The most common use of gene/transcript expression levels is the search for differentially expressed (DE) genes, that is, genes that show differences in expression level between conditions or are associated with given predictors or responses. Detecting genes that are differentially expressed between conditions is a fundamental part of understanding the molecular basis of phenotypic variation.
“The most common use of gene/transcript expression levels is the search for differentially expressed (DE) genes”
Although RNA-seq offers several advantages over microarrays for differential expression analysis, it has some difficulties inherent to next-generation sequencing. For example, the sequencing depths or library sizes (the total number of mapped reads) are typically different for different samples, which means that the observed counts are not directly comparable between samples. To account for this difficulty and attempt to make the counts comparable across samples, several normalization procedures have been proposed, such as the Weighted Trimmed Mean of M-values (TMM), Relative Log Expression (RLE), Read Per Kilobase per Million mapped reads (RPKM), and Upper-quartile methods.
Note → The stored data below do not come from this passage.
// SPDX-License-Identifier: BUSL-1.1
// Copyright (c) 2026 Alfred Jean LLC

//! Output formatting for CLI commands

use clap::ValueEnum;
use serde::Serialize;
use sonde_core::EventKind;
use sonde_engine::{EventArgs, MonitorEvent};
use std::fmt;

#[derive(Debug, Clone, Copy, Default, PartialEq, Eq, ValueEnum)]
pub enum OutputFormat {
    #[default]
    Text,
    Json,
}

/// Print output in the specified format
pub fn print<T: Serialize + fmt::Display>(value: &T, format: OutputFormat) {
    match format {
        OutputFormat::Text => println!("{}", value),
        OutputFormat::Json => {
            if let Ok(json) = serde_json::to_string(value) {
                println!("{}", json);
            }
        }
    }
}

/// Print a list of items
pub fn print_list<T: Serialize + fmt::Display>(items: &[T], format: OutputFormat) {
    match format {
        OutputFormat::Text => {
            for item in items {
                println!("{}", item);
            }
        }
        OutputFormat::Json => {
            if let Ok(json) = serde_json::to_string_pretty(items) {
                println!("{}", json);
            }
        }
    }
}

/// One monitored event as reported by `sonde run`
#[derive(Debug, Clone, PartialEq, Serialize)]
pub struct EventLine {
    pub kind: EventKind,
    pub function: String,
    pub depth: usize,
    #[serde(skip_serializing_if = "Option::is_none")]
    pub offset: Option<usize>,
    #[serde(skip_serializing_if = "Option::is_none")]
    pub line: Option<u32>,
    #[serde(skip_serializing_if = "Option::is_none")]
    pub destination: Option<usize>,
    #[serde(skip_serializing_if = "Option::is_none")]
    pub callable: Option<String>,
    #[serde(skip_serializing_if = "Option::is_none")]
    pub exception: Option<String>,
    #[serde(skip_serializing_if = "Option::is_none")]
    pub marker: Option<u8>,
    #[serde(skip)]
    args: String,
}

impl From<&MonitorEvent<'_>> for EventLine {
    fn from(event: &MonitorEvent<'_>) -> Self {
        let mut line = EventLine {
            kind: event.kind,
            function: event.function().to_string(),
            depth: event.stack.depth(),
            offset: event.args.offset(),
            line: None,
            destination: None,
            callable: None,
            exception: None,
            marker: None,
            args: event.args.to_string(),
        };
        match &event.args {
            EventArgs::Line { line: number } => line.line = Some(*number),
            EventArgs::Jump { destination, .. } => line.destination = Some(*destination),
            EventArgs::Native { callable, .. } => line.callable = Some(callable.to_string()),
            EventArgs::Exception { exception, .. } => {
                line.exception = Some(exception.to_string())
            }
            EventArgs::Marker { marker, .. } => line.marker = Some(marker.0),
            EventArgs::Offset { .. } => {}
        }
        line
    }
}

impl fmt::Display for EventLine {
    fn fmt(&self, f: &mut fmt::Formatter<'_>) -> fmt::Result {
        let indent = self.depth.saturating_sub(1) * 2;
        write!(
            f,
            "{:indent$}{} {} {}",
            "",
            self.kind,
            self.function,
            self.args,
            indent = indent
        )
    }
}

/// Final value of `sonde run`
#[derive(Debug, Clone, PartialEq, Eq, Serialize)]
pub struct RunResult {
    pub result: String,
}

impl fmt::Display for RunResult {
    fn fmt(&self, f: &mut fmt::Formatter<'_>) -> fmt::Result {
        write!(f, "=> {}", self.result)
    }
}

#[cfg(test)]
#[path = "output_tests.rs"]
mod tests;
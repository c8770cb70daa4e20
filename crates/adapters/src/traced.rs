// SPDX-License-Identifier: BUSL-1.1
// Copyright (c) 2026 Alfred Jean LLC

//! Traced audit wrapper for consistent observability

use sonde_core::{AuditHook, AuditRecord};

/// Wrapper that logs every audit record before forwarding it
#[derive(Clone, Debug, Default)]
pub struct TracedAuditHook<H> {
    inner: H,
}

impl<H> TracedAuditHook<H> {
    pub fn new(inner: H) -> Self {
        Self { inner }
    }

    pub fn inner(&self) -> &H {
        &self.inner
    }
}

impl<H: AuditHook> AuditHook for TracedAuditHook<H> {
    fn record(&self, record: &AuditRecord) {
        let span = tracing::info_span!("audit", event = record.name());
        let _guard = span.enter();

        let fields = record
            .fields()
            .iter()
            .map(|(key, value)| format!("{}={}", key, value))
            .collect::<Vec<_>>()
            .join(" ");
        tracing::info!(%fields, "state changed");

        let start = std::time::Instant::now();
        self.inner.record(record);
        tracing::trace!(elapsed_us = start.elapsed().as_micros() as u64, "recorded");
    }
}

#[cfg(test)]
#[path = "traced_tests.rs"]
mod tests;
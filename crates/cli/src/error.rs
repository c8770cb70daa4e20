// SPDX-License-Identifier: BUSL-1.1
// Copyright (c) 2026 Alfred Jean LLC

//! User-facing errors with context and suggestions

use std::fmt;

/// Error with context and recovery suggestions for user-friendly display.
#[derive(Debug)]
pub struct CliError {
    /// What went wrong
    pub message: String,
    /// Why it might have happened
    pub context: Vec<String>,
    /// How to fix it
    pub suggestions: Vec<String>,
}

impl CliError {
    pub fn new(message: impl Into<String>) -> Self {
        Self {
            message: message.into(),
            context: Vec::new(),
            suggestions: Vec::new(),
        }
    }

    pub fn with_context(mut self, ctx: impl Into<String>) -> Self {
        self.context.push(ctx.into());
        self
    }

    pub fn with_suggestion(mut self, suggestion: impl Into<String>) -> Self {
        self.suggestions.push(suggestion.into());
        self
    }

    /// The requested entry function is not in the program
    pub fn unknown_entry(entry: &str, file: &str, available: &[&str]) -> Self {
        let err = CliError::new(format!("function '{}' not found in {}", entry, file));
        let err = if available.is_empty() {
            err.with_context("the program defines no functions")
        } else {
            err.with_context(format!("defined functions: {}", available.join(", ")))
        };
        err.with_suggestion("Pick another entry point: sonde run FILE --entry NAME")
            .with_suggestion(format!("Inspect the program: sonde check {}", file))
    }

    /// Monitoring was refused because a legacy hook is installed, or vice versa
    pub fn conflict(detail: impl fmt::Display) -> Self {
        CliError::new(format!("{}", detail))
            .with_context("event monitoring and legacy tracing cannot be engaged together")
            .with_suggestion("Run without --events, --local or --marker")
    }
}

impl fmt::Display for CliError {
    fn fmt(&self, f: &mut fmt::Formatter<'_>) -> fmt::Result {
        writeln!(f, "error: {}", self.message)?;

        if !self.context.is_empty() {
            writeln!(f)?;
            for ctx in &self.context {
                writeln!(f, "  -> {}", ctx)?;
            }
        }

        if !self.suggestions.is_empty() {
            writeln!(f)?;
            writeln!(f, "suggestions:")?;
            for (i, suggestion) in self.suggestions.iter().enumerate() {
                writeln!(f, "  {}. {}", i + 1, suggestion)?;
            }
        }

        Ok(())
    }
}

impl std::error::Error for CliError {}

#[cfg(test)]
#[path = "error_tests.rs"]
mod tests;
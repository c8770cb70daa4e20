// SPDX-License-Identifier: BUSL-1.1
// Copyright (c) 2026 Alfred Jean LLC

//! Per-unit marker table

use sonde_core::{MarkerId, UnitId};
use std::collections::{BTreeMap, HashMap};

/// At most one marker per (unit, offset)
#[derive(Clone, Debug, Default, PartialEq, Eq)]
pub(crate) struct MarkerTable {
    units: HashMap<UnitId, BTreeMap<usize, MarkerId>>,
}

impl MarkerTable {
    /// Arm `marker` at `offset`, returning the marker it replaced
    pub fn insert(&mut self, unit: UnitId, offset: usize, marker: MarkerId) -> Option<MarkerId> {
        self.units.entry(unit).or_default().insert(offset, marker)
    }

    pub fn remove(&mut self, unit: UnitId, offset: usize) -> Option<MarkerId> {
        let markers = self.units.get_mut(&unit)?;
        let removed = markers.remove(&offset);
        if markers.is_empty() {
            self.units.remove(&unit);
        }
        removed
    }

    pub fn get(&self, unit: UnitId, offset: usize) -> Option<MarkerId> {
        self.units.get(&unit)?.get(&offset).copied()
    }

    pub fn for_unit(&self, unit: UnitId) -> Option<&BTreeMap<usize, MarkerId>> {
        self.units.get(&unit)
    }

    pub fn is_empty(&self) -> bool {
        self.units.is_empty()
    }

    pub fn forget(&mut self, unit: UnitId) {
        self.units.remove(&unit);
    }
}

#[cfg(test)]
#[path = "markers_tests.rs"]
mod tests;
These procedures include the estimation of sample-specific normalization factors that are used to rescale the observed counts. Furthermore, genes with very low counts across all libraries provide little evidence for differential expression, so they should be filtered out prior to differential expression analysis.
Counts from an RNA-seq experiment are non-negative integers and follow a discrete distribution, so the methods developed for differential expression analysis use the Poisson distribution and the Negative Binomial (NB) distribution models. The estimation of the parameters for the respective statistical model is followed by the test for differential expression, the calculation of the significance of the change in expression of each gene between two conditions (pairwise analysis) or over time. For example, both edgeR and DESeq use a variation of the Fisher exact test adopted for NB distribution and they return exact P values computed from the derived probabilities, while maSigPro uses generalized linear models.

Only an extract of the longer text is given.